Check each line of the records below and collect those that include the word "labelled".

START AVAILABLE DATA

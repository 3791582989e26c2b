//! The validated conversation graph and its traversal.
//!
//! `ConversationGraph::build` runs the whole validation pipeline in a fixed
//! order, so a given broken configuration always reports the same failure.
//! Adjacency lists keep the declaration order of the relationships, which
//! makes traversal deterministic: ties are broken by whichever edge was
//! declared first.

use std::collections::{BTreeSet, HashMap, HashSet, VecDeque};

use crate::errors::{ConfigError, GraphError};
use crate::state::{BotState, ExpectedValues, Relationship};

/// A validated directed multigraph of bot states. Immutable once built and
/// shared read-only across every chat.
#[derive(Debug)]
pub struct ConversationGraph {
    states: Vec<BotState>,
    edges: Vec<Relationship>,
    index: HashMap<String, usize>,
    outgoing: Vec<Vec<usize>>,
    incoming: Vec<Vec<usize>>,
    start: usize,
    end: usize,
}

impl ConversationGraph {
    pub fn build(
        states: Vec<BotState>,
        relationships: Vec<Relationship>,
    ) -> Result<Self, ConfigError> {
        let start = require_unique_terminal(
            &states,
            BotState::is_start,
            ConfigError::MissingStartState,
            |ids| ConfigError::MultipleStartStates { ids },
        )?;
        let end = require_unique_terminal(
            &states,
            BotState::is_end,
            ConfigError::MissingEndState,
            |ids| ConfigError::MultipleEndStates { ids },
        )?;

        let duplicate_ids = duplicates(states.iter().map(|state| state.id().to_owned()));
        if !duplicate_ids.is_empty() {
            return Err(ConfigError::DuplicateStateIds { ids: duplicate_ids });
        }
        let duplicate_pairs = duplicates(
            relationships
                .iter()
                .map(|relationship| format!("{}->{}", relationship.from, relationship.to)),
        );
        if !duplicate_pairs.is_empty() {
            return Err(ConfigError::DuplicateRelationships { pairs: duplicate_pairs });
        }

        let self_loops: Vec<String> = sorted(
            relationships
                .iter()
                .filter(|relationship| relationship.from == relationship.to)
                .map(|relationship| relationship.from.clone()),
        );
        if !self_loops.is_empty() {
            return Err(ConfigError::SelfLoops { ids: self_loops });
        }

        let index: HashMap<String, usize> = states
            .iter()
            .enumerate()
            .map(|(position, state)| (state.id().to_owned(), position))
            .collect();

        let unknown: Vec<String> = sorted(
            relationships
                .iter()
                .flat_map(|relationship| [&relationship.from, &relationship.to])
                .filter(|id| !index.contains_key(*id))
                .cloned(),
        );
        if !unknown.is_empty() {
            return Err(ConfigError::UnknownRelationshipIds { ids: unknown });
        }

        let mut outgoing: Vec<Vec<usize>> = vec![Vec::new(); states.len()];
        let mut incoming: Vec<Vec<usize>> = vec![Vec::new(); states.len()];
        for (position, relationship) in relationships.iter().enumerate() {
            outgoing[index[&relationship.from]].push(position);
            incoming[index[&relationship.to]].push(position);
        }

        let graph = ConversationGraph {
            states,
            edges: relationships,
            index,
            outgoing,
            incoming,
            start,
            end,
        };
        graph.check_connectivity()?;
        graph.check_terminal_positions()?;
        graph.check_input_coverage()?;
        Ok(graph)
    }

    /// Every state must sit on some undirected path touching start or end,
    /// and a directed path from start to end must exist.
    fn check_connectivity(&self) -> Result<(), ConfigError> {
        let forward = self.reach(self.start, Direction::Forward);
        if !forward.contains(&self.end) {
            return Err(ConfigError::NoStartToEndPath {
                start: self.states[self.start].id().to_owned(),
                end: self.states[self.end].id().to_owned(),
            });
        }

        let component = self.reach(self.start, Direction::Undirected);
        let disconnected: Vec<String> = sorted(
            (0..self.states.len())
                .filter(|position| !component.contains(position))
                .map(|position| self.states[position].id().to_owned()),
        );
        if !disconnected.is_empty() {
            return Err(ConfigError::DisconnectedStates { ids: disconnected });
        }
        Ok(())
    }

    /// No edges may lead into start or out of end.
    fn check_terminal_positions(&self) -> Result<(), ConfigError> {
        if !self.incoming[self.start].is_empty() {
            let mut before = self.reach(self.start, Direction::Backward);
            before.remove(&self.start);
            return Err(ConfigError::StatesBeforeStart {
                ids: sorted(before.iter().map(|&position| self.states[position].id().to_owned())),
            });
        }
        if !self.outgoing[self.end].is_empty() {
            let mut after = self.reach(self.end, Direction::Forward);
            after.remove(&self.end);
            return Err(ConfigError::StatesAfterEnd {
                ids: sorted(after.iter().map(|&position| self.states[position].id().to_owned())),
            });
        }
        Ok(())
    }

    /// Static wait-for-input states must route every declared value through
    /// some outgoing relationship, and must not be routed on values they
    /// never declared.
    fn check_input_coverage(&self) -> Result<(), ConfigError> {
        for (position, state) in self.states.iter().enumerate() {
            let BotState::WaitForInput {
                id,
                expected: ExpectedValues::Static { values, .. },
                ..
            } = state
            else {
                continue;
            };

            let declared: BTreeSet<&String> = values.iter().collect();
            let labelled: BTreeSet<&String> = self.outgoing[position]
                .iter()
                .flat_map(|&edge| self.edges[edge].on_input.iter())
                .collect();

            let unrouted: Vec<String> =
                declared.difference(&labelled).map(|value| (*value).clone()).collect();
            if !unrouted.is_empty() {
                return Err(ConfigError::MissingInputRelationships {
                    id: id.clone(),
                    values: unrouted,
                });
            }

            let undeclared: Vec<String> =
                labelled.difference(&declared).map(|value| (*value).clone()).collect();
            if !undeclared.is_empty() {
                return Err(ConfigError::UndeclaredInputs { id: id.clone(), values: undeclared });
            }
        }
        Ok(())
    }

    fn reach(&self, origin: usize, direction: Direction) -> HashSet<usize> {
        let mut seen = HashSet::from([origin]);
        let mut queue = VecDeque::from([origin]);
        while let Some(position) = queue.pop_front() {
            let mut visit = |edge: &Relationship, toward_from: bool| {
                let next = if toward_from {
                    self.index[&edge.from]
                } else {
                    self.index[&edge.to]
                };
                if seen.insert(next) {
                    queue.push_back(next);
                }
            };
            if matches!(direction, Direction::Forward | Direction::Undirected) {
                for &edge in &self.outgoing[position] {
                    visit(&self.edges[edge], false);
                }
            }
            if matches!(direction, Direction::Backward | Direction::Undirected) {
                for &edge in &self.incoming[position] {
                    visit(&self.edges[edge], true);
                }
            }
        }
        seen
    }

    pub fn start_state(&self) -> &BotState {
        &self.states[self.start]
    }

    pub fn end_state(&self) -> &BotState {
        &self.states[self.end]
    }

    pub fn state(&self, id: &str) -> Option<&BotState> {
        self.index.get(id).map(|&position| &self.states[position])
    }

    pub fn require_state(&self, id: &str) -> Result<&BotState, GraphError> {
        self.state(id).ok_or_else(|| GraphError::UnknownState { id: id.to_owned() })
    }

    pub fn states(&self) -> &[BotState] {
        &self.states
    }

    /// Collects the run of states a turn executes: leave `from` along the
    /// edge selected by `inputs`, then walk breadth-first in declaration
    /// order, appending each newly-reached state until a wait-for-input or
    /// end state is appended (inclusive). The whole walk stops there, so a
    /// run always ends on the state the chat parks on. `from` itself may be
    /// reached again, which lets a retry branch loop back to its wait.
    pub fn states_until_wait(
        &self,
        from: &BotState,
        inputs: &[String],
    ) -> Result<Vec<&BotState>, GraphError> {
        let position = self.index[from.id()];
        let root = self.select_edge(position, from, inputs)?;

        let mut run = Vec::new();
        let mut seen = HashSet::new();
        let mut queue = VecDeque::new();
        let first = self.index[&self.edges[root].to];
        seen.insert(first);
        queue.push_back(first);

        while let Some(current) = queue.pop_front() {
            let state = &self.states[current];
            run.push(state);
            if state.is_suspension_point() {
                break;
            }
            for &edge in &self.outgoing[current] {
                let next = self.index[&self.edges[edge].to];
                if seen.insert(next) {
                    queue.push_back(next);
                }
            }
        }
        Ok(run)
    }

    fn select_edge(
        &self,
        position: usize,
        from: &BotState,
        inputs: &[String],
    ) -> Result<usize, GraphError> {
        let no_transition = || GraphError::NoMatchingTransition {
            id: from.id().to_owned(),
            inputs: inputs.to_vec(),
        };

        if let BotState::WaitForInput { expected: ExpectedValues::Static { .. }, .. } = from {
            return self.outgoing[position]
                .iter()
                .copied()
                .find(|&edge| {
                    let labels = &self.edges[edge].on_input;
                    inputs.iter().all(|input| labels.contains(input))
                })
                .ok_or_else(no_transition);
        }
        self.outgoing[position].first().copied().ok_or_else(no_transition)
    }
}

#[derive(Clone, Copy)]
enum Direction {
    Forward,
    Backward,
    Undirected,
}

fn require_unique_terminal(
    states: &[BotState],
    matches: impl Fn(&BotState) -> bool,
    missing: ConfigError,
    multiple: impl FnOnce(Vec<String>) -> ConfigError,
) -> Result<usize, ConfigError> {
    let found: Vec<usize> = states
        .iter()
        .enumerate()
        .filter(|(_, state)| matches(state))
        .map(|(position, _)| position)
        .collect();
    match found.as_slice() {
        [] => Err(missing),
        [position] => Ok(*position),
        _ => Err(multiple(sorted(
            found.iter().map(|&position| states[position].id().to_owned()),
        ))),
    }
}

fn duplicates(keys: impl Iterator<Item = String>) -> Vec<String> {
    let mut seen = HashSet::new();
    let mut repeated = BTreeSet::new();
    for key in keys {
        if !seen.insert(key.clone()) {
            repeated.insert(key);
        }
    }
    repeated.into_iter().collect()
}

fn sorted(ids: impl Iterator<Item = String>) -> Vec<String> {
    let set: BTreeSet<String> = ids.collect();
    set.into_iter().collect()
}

END AVAILABLE DATA
START AVAILABLE DATA

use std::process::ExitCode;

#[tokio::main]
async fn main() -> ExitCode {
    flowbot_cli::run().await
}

END AVAILABLE DATA
START AVAILABLE DATA

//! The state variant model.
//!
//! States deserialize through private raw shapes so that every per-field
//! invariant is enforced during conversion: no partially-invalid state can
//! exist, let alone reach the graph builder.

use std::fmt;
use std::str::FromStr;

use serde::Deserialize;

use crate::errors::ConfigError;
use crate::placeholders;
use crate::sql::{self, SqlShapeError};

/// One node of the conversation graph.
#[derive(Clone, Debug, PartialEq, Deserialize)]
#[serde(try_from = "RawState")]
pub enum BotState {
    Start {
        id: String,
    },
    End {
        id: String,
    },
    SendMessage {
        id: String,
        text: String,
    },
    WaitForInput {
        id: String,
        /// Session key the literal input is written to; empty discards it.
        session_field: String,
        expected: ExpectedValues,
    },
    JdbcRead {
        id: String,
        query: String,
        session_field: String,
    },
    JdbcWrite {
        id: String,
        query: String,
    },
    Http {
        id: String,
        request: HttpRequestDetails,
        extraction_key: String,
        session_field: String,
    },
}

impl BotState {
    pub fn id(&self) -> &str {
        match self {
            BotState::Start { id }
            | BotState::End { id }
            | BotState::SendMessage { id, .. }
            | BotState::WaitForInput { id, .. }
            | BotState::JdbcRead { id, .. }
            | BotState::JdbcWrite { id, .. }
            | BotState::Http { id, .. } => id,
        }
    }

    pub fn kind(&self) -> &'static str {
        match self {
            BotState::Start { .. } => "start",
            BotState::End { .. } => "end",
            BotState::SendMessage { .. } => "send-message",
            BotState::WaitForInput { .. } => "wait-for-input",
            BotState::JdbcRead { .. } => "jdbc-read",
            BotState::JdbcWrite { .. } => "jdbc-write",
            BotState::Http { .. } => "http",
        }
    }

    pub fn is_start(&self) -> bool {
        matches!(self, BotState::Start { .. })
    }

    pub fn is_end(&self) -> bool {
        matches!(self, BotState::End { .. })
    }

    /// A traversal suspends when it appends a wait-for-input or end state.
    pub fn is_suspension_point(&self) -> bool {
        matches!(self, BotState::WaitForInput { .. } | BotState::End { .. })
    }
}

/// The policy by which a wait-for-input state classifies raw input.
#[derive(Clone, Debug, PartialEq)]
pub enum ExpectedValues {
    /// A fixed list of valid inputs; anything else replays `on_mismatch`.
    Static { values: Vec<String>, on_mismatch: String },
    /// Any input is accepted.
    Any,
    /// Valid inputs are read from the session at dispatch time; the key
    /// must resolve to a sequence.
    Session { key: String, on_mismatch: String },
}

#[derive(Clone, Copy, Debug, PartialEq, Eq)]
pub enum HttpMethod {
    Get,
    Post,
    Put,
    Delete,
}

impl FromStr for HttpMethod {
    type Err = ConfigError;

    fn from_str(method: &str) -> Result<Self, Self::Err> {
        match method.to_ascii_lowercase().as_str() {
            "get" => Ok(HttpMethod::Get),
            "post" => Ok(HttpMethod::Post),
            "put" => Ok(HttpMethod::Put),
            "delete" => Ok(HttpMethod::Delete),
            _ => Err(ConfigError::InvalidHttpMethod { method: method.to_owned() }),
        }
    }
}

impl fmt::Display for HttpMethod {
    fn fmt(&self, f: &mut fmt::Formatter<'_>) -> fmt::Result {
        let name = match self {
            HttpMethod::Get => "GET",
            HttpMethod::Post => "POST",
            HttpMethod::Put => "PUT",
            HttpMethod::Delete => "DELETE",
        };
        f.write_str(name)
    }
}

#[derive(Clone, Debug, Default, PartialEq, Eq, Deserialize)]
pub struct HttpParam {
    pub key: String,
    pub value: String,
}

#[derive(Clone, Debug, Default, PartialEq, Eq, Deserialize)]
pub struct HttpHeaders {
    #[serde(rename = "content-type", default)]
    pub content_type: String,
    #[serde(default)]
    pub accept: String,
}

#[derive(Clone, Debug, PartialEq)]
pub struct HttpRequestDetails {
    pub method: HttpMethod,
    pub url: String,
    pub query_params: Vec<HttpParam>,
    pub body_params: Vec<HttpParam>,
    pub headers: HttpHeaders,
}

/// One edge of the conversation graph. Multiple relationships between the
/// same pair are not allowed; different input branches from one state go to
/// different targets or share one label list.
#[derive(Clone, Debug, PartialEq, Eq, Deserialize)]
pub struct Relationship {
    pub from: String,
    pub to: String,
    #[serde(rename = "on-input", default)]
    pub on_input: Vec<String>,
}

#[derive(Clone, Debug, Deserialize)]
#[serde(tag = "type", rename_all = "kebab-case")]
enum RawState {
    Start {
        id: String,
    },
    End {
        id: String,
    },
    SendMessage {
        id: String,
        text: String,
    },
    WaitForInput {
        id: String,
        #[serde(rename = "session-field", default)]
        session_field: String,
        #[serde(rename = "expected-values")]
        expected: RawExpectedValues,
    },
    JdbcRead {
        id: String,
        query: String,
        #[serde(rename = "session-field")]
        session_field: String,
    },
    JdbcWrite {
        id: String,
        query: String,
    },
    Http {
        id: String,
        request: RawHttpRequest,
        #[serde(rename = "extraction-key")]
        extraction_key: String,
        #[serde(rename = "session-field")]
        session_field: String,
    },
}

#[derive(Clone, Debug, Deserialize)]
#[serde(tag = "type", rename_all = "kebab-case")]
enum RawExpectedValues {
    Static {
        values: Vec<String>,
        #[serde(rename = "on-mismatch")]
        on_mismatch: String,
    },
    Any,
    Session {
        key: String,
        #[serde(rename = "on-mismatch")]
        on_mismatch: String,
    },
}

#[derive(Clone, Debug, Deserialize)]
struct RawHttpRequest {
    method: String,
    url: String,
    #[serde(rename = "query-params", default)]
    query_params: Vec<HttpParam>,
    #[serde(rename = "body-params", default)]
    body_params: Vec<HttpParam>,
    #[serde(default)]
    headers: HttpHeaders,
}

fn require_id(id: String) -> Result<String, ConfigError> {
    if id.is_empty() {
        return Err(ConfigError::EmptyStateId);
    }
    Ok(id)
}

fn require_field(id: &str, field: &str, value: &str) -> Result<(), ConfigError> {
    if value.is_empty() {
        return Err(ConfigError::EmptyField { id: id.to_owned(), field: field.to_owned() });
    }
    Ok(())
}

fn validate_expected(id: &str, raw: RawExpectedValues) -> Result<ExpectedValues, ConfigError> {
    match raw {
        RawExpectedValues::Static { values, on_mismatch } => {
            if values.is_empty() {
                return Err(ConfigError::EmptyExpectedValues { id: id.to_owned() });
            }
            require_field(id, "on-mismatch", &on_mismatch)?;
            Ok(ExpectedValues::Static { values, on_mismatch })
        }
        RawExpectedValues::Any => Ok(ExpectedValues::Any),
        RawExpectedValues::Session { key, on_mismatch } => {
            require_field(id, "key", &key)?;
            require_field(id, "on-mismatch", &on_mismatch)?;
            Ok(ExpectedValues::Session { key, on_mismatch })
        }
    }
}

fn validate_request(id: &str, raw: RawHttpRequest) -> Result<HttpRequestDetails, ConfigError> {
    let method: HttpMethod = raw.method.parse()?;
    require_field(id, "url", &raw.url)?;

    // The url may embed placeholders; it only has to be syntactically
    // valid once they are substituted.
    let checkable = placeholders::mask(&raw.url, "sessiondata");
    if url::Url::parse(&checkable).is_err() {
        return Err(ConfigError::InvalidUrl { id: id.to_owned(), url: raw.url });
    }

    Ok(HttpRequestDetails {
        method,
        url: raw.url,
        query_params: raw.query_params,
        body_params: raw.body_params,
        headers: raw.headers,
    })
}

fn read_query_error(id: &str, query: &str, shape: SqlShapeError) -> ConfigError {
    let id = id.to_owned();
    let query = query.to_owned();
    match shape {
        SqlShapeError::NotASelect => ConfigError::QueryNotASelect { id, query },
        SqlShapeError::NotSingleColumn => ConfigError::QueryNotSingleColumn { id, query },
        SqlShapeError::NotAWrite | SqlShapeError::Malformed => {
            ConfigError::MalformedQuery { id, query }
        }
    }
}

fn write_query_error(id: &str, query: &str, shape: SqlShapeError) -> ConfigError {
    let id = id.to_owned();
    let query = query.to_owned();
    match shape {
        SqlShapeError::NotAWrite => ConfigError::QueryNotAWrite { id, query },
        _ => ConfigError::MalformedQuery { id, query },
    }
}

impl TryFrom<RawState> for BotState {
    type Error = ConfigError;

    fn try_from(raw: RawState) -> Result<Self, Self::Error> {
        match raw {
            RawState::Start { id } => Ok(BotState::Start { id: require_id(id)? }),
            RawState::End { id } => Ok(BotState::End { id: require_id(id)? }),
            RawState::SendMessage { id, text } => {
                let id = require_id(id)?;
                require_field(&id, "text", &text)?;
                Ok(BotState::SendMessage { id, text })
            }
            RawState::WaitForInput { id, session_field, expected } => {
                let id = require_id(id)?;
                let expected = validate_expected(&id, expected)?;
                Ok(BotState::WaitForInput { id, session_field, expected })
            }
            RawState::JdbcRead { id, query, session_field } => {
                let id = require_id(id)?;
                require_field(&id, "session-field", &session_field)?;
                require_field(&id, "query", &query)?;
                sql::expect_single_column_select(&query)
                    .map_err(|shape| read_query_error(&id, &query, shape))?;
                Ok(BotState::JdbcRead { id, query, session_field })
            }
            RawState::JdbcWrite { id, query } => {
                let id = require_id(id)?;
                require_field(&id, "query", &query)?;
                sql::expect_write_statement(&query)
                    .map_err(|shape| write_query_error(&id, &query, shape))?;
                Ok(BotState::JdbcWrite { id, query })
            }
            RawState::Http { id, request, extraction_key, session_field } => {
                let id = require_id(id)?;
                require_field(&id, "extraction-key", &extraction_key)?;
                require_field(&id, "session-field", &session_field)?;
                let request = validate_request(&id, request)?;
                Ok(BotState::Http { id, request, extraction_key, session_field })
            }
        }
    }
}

END AVAILABLE DATA

### SOLUTION TO THIS TASK
            let labelled: BTreeSet<&String> = self.outgoing[position]
                declared.difference(&labelled).map(|value| (*value).clone()).collect();
                labelled.difference(&declared).map(|value| (*value).clone()).collect();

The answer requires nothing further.